* Task goal: Given the material below, return only the lines starting at the line with "let x = self.pointer_x" and ending at the line with "assert_eq!(surface.raw().pixel(2, 2), Some([255, 0, 0]));", exactly as they appear.
(Dataset excerpts begins)
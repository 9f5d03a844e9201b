//! The live raster surface: a raw desktop buffer as delivered by the
//! server, and a lazily composited buffer with the pointer drawn on top.

use std::time::{Duration, Instant};

use sablerdp_graphics::color_conversion;
use sablerdp_graphics::image_processing::RgbImage;
use sablerdp_graphics::pointer::{default_arrow_pointer, DecodedPointer};
use sablerdp_graphics::rle::RlePixelFormat;
use sablerdp_pdu::geometry::InclusiveRectangle;

/// Counters exposed through the pipeline statistics.
#[derive(Debug, Clone, Copy, Default, PartialEq, Eq)]
pub struct SurfaceStats {
    pub bitmaps_applied: u64,
    pub bitmaps_skipped: u64,
    pub pointer_updates: u64,
    pub pointer_updates_throttled: u64,
}

/// Dual-buffer surface per the display model: `raw` holds the desktop
/// pixels, `final` adds the pointer and is regenerated only when read after
/// a change.
///
/// The surface itself is not synchronized; the owner serializes access
/// through one lock, so a screenshot never observes a partial paste.
pub struct DisplaySurface {
    raw: RgbImage,
    composited: RgbImage,
    composited_dirty: bool,

    pointer_x: u16,
    pointer_y: u16,
    pointer_visible: bool,
    pointer: Option<DecodedPointer>,
    default_pointer: DecodedPointer,
    last_pointer_update: Option<Instant>,
    pointer_update_interval: Duration,

    stats: SurfaceStats,
}

impl DisplaySurface {
    /// `fps` caps position-only pointer updates.
    pub fn new(width: u16, height: u16, fps: u32) -> Self {
        Self {
            raw: RgbImage::new(usize::from(width), usize::from(height)),
            composited: RgbImage::new(usize::from(width), usize::from(height)),
            composited_dirty: true,
            pointer_x: 0,
            pointer_y: 0,
            pointer_visible: true,
            pointer: None,
            default_pointer: default_arrow_pointer(),
            last_pointer_update: None,
            pointer_update_interval: Duration::from_secs(1) / fps.max(1),
            stats: SurfaceStats::default(),
        }
    }

    pub fn width(&self) -> u16 {
        self.raw.width() as u16
    }

    pub fn height(&self) -> u16 {
        self.raw.height() as u16
    }

    pub fn stats(&self) -> SurfaceStats {
        self.stats
    }

    /// Applies one decoded bitmap rectangle.
    ///
    /// `data` is in the server's native byte order for `bits_per_pixel`
    /// (BGR/BGRX/BGR16/RGB555) and bottom-up in row order; the paste flips
    /// it vertically. Decode failures were already skipped by the caller;
    /// this reports size mismatches the same way: skip and count.
    pub fn apply_bitmap(&mut self, rectangle: &InclusiveRectangle, bits_per_pixel: u16, data: &[u8]) {
        let width = usize::from(rectangle.width());
        let height = usize::from(rectangle.height());

        let mut rgb = Vec::new();
        let rgb: &[u8] = match bits_per_pixel {
            32 => {
                color_conversion::buffer_bgrx32_to_rgb24(data, &mut rgb);
                &rgb
            }
            24 => {
                color_conversion::buffer_bgr24_to_rgb24(data, &mut rgb);
                &rgb
            }
            16 => {
                color_conversion::buffer_16bit_to_rgb24(data, &mut rgb);
                &rgb
            }
            15 => {
                color_conversion::buffer_15bit_to_rgb24(data, &mut rgb);
                &rgb
            }
            8 => {
                // Palettized sessions are not negotiated by this client.
                warn!("Skipping 8-bpp bitmap update (no palette support)");
                self.stats.bitmaps_skipped += 1;
                return;
            }
            other => {
                warn!(bits_per_pixel = other, "Skipping bitmap update with unsupported depth");
                self.stats.bitmaps_skipped += 1;
                return;
            }
        };

        match self
            .raw
            .paste_rgb24_bottom_up(usize::from(rectangle.left), usize::from(rectangle.top), width, height, rgb)
        {
            Ok(()) => {
                self.stats.bitmaps_applied += 1;
                self.composited_dirty = true;
            }
            Err(error) => {
                // A malformed rectangle only loses itself, not the session.
                warn!(%error, "Skipping bitmap update");
                self.stats.bitmaps_skipped += 1;
            }
        }
    }

    /// Converts an RLE decoder result into an apply.
    pub fn apply_decompressed_bitmap(
        &mut self,
        rectangle: &InclusiveRectangle,
        format: RlePixelFormat,
        data: &[u8],
    ) {
        let bits_per_pixel = match format {
            RlePixelFormat::Rgb24 => 24,
            RlePixelFormat::Rgb16 => 16,
            RlePixelFormat::Rgb15 => 15,
            RlePixelFormat::Rgb8 => 8,
        };

        self.apply_bitmap(rectangle, bits_per_pixel, data);
    }

    /// Moves the pointer; position-only updates are throttled to the
    /// capture rate. Returns whether the update was applied.
    pub fn update_pointer_position(&mut self, x: u16, y: u16) -> bool {
        let now = Instant::now();

        if let Some(last) = self.last_pointer_update {
            // At exactly one interval the update passes.
            if now.duration_since(last) < self.pointer_update_interval {
                self.stats.pointer_updates_throttled += 1;
                return false;
            }
        }

        self.pointer_x = x;
        self.pointer_y = y;
        self.last_pointer_update = Some(now);
        self.composited_dirty = true;
        self.stats.pointer_updates += 1;
        true
    }

    /// Installs a server-delivered cursor bitmap.
    pub fn update_pointer_bitmap(&mut self, pointer: DecodedPointer) {
        self.pointer = Some(pointer);
        self.composited_dirty = true;
        self.stats.pointer_updates += 1;
    }

    /// Reverts to the built-in arrow cursor.
    pub fn set_default_pointer(&mut self) {
        self.pointer = None;
        self.composited_dirty = true;
        self.stats.pointer_updates += 1;
    }

    pub fn set_pointer_visible(&mut self, visible: bool) {
        if self.pointer_visible != visible {
            self.pointer_visible = visible;
            self.composited_dirty = true;
        }
        self.stats.pointer_updates += 1;
    }

    pub fn pointer_position(&self) -> (u16, u16) {
        (self.pointer_x, self.pointer_y)
    }

    pub fn pointer_visible(&self) -> bool {
        self.pointer_visible
    }

    /// The composited surface, regenerated only when stale.
    pub fn composited(&mut self) -> &RgbImage {
        if self.composited_dirty {
            self.regenerate_composited();
        }

        &self.composited
    }

    /// A consistent snapshot of the composited surface.
    pub fn screenshot(&mut self) -> RgbImage {
        self.composited().clone()
    }

    /// The raw desktop, without the pointer.
    pub fn raw(&self) -> &RgbImage {
        &self.raw
    }

    fn regenerate_composited(&mut self) {
        self.composited.copy_from(&self.raw);

        if self.pointer_visible {
            let pointer = self.pointer.as_ref().unwrap_or(&self.default_pointer);

            let x = self.pointer_x as isize - pointer.hotspot_x as isize;
            let y = self.pointer_y as isize - pointer.hotspot_y as isize;

            self.composited
                .blend_rgba(x, y, pointer.width, pointer.height, &pointer.rgba_data);
        }

        self.composited_dirty = false;
    }
}

#[cfg(test)]
mod tests {
    use super::*;

    fn red_rect_bgrx(width: usize, height: usize) -> Vec<u8> {
        let mut data = Vec::with_capacity(width * height * 4);
        for _ in 0..width * height {
            data.extend_from_slice(&[0x00, 0x00, 0xFF, 0x00]); // BGRX red
        }
        data
    }

    #[test]
    fn bitmap_apply_updates_the_covered_pixels() {
        let mut surface = DisplaySurface::new(64, 64, 30);

        surface.apply_bitmap(
            &InclusiveRectangle {
                left: 5,
                top: 5,
                right: 14,
                bottom: 14,
            },
            32,
            &red_rect_bgrx(10, 10),
        );

        assert_eq!(surface.stats().bitmaps_applied, 1);
        assert_eq!(surface.raw().pixel(7, 7), Some([255, 0, 0]));
        assert_eq!(surface.raw().pixel(4, 4), Some([0, 0, 0]));
    }

    #[test]
    fn latest_update_wins_per_pixel() {
        let mut surface = DisplaySurface::new(32, 32, 30);

        surface.apply_bitmap(
            &InclusiveRectangle {
                left: 0,
                top: 0,
                right: 9,
                bottom: 9,
            },
            32,
            &red_rect_bgrx(10, 10),
        );

        // A green rectangle overlapping the red one.
        let mut green = Vec::new();
        for _ in 0..25 {
            green.extend_from_slice(&[0x00, 0xFF, 0x00, 0x00]);
        }
        surface.apply_bitmap(
            &InclusiveRectangle {
                left: 5,
                top: 5,
                right: 9,
                bottom: 9,
            },
            32,
            &green,
        );

        assert_eq!(surface.raw().pixel(7, 7), Some([0, 255, 0]));
        assert_eq!(surface.raw().pixel(2, 2), Some([255, 0, 0]));
    }

    #[test]
    fn malformed_rectangle_is_skipped_not_fatal() {
        let mut surface = DisplaySurface::new(16, 16, 30);

        // Destination exceeds the surface.
        surface.apply_bitmap(
            &InclusiveRectangle {
                left: 10,
                top: 10,
                right: 25,
                bottom: 25,
            },
            32,
            &red_rect_bgrx(16, 16),
        );

        assert_eq!(surface.stats().bitmaps_applied, 0);
        assert_eq!(surface.stats().bitmaps_skipped, 1);
    }

    #[test]
    fn screenshot_composites_the_default_pointer() {
        let mut surface = DisplaySurface::new(64, 64, 30);
        surface.update_pointer_position(10, 10);

        let screenshot = surface.screenshot();
        // The arrow's outline pixel lands on the hotspot position.
        assert_eq!(screenshot.pixel(10, 10), Some([0, 0, 0]));
        // The raw buffer stays pointer-free.
        assert_eq!(surface.raw().pixel(10, 10), Some([0, 0, 0]));
    }

    #[test]
    fn hidden_pointer_is_not_composited() {
        let mut surface = DisplaySurface::new(64, 64, 30);

        surface.apply_bitmap(
            &InclusiveRectangle {
                left: 0,
                top: 0,
                right: 63,
                bottom: 63,
            },
            32,
            &red_rect_bgrx(64, 64),
        );
        surface.update_pointer_position(10, 10);
        surface.set_pointer_visible(false);

        let screenshot = surface.screenshot();
        assert_eq!(screenshot.pixel(10, 10), Some([255, 0, 0]));
    }

    #[test]
    fn position_updates_are_throttled_to_the_frame_rate() {
        let mut surface = DisplaySurface::new(64, 64, 30);

        assert!(surface.update_pointer_position(1, 1));
        // Immediately after, the next position-only update is dropped.
        assert!(!surface.update_pointer_position(2, 2));
        assert_eq!(surface.pointer_position(), (1, 1));
        assert_eq!(surface.stats().pointer_updates_throttled, 1);
    }

    #[test]
    fn composited_is_lazy() {
        let mut surface = DisplaySurface::new(8, 8, 30);

        let _ = surface.composited();
        assert!(!surface.composited_dirty);

        surface.apply_bitmap(
            &InclusiveRectangle {
                left: 0,
                top: 0,
                right: 0,
                bottom: 0,
            },
            32,
            &red_rect_bgrx(1, 1),
        );
        assert!(surface.composited_dirty);
    }
}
(Dataset excerpts ends)
* Result for this task:
            let x = self.pointer_x as isize - pointer.hotspot_x as isize;
            let y = self.pointer_y as isize - pointer.hotspot_y as isize;

            self.composited
                .blend_rgba(x, y, pointer.width, pointer.height, &pointer.rgba_data);
        }

        self.composited_dirty = false;
    }
}

#[cfg(test)]
mod tests {
    use super::*;

    fn red_rect_bgrx(width: usize, height: usize) -> Vec<u8> {
        let mut data = Vec::with_capacity(width * height * 4);
        for _ in 0..width * height {
            data.extend_from_slice(&[0x00, 0x00, 0xFF, 0x00]); // BGRX red
        }
        data
    }

    #[test]
    fn bitmap_apply_updates_the_covered_pixels() {
        let mut surface = DisplaySurface::new(64, 64, 30);

        surface.apply_bitmap(
            &InclusiveRectangle {
                left: 5,
                top: 5,
                right: 14,
                bottom: 14,
            },
            32,
            &red_rect_bgrx(10, 10),
        );

        assert_eq!(surface.stats().bitmaps_applied, 1);
        assert_eq!(surface.raw().pixel(7, 7), Some([255, 0, 0]));
        assert_eq!(surface.raw().pixel(4, 4), Some([0, 0, 0]));
    }

    #[test]
    fn latest_update_wins_per_pixel() {
        let mut surface = DisplaySurface::new(32, 32, 30);

        surface.apply_bitmap(
            &InclusiveRectangle {
                left: 0,
                top: 0,
                right: 9,
                bottom: 9,
            },
            32,
            &red_rect_bgrx(10, 10),
        );

        // A green rectangle overlapping the red one.
        let mut green = Vec::new();
        for _ in 0..25 {
            green.extend_from_slice(&[0x00, 0xFF, 0x00, 0x00]);
        }
        surface.apply_bitmap(
            &InclusiveRectangle {
                left: 5,
                top: 5,
                right: 9,
                bottom: 9,
            },
            32,
            &green,
        );

        assert_eq!(surface.raw().pixel(7, 7), Some([0, 255, 0]));
        assert_eq!(surface.raw().pixel(2, 2), Some([255, 0, 0]));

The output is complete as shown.